EXERCISE AIM —
Write out exactly the lines of the entries below, from the first through the line containing "use finres_engine::workflow::render_report;", and nothing beyond them.
[Opening RECORDS PROVIDED section]
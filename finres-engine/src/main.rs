//! finres-engine - Financial Figure Resolution
//!
//! Reads a document's fragments (JSON), resolves every target metric and
//! prints a status report listing each metric/period as resolved or
//! unresolved.

use anyhow::{Context, Result};
use clap::Parser;
use finres_common::config::ConfigPathResolver;
use finres_engine::adjudication::{HttpReasoningClient, ReasoningService};
use finres_engine::types::{Fragment, MetricId, ResolutionRequest};
use finres_engine::workflow::render_report;
use finres_engine::{EngineConfig, ResolutionContext, ResolutionOrchestrator};
use serde::Deserialize;
use std::path::PathBuf;
use std::sync::Arc;
use tracing::info;

#[derive(Debug, Parser)]
#[command(
    name = "finres-engine",
    version,
    about = "Resolve financial figures from document fragments"
)]
struct Args {
    /// Configuration file (TOML)
    #[arg(long, env = "FINRES_CONFIG")]
    config: Option<PathBuf>,

    /// Fragments file: a JSON array of fragments or a full resolution request
    #[arg(long)]
    fragments: PathBuf,

    /// Comma-separated target metrics (e.g. REVENUE,NET_DEBT)
    #[arg(long, value_delimiter = ',')]
    targets: Vec<MetricId>,

    /// Document identifier used in logs and the report
    #[arg(long)]
    document_id: Option<String>,
}

/// Accepted shapes of the fragments file
#[derive(Deserialize)]
#[serde(untagged)]
enum FragmentsFile {
    Request(ResolutionRequest),
    Fragments(Vec<Fragment>),
}

#[tokio::main]
async fn main() -> Result<()> {
    let args = Args::parse();

    let config_path = ConfigPathResolver::new().resolve(args.config.as_deref());
    let config =
        EngineConfig::load(config_path.as_deref()).context("Failed to load configuration")?;

    finres_common::logging::init(&config.logging).context("Failed to initialize logging")?;
    info!("Starting finres-engine {}", env!("CARGO_PKG_VERSION"));

    let content = std::fs::read_to_string(&args.fragments)
        .with_context(|| format!("Failed to read {}", args.fragments.display()))?;
    let parsed: FragmentsFile = serde_json::from_str(&content)
        .with_context(|| format!("Failed to parse {}", args.fragments.display()))?;

    let default_id = args
        .fragments
        .file_stem()
        .map(|s| s.to_string_lossy().into_owned())
        .unwrap_or_else(|| "document".to_string());
    let mut request = match parsed {
        FragmentsFile::Request(request) => request,
        FragmentsFile::Fragments(fragments) => ResolutionRequest::new(default_id, fragments),
    };
    if let Some(id) = args.document_id {
        request.document_id = id;
    }
    if !args.targets.is_empty() {
        request = request.with_targets(args.targets);
    }

    let ctx = Arc::new(ResolutionContext::from_config(&config).context("Invalid configuration")?);

    let service: Option<Arc<dyn ReasoningService>> =
        match HttpReasoningClient::from_config(&config.adjudication)
            .context("Failed to build reasoning client")?
        {
            Some(client) => {
                info!("Reasoning service: {}", client.endpoint());
                let client: Arc<dyn ReasoningService> = Arc::new(client);
                Some(client)
            }
            None => {
                info!("No reasoning endpoint configured; tied groups use the fallback");
                None
            }
        };

    let orchestrator = ResolutionOrchestrator::new(ctx, service);
    let document = orchestrator
        .resolve(request)
        .await
        .context("Resolution failed")?;

    print!("{}", render_report(&document));
    Ok(())
}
[Closing RECORDS PROVIDED section]
EXERCISE ANSWER —
filename finres-engine/src/main.rs
//! finres-engine - Financial Figure Resolution
//!
//! Reads a document's fragments (JSON), resolves every target metric and
//! prints a status report listing each metric/period as resolved or
//! unresolved.

use anyhow::{Context, Result};
use clap::Parser;
use finres_common::config::ConfigPathResolver;
use finres_engine::adjudication::{HttpReasoningClient, ReasoningService};
use finres_engine::types::{Fragment, MetricId, ResolutionRequest};
use finres_engine::workflow::render_report;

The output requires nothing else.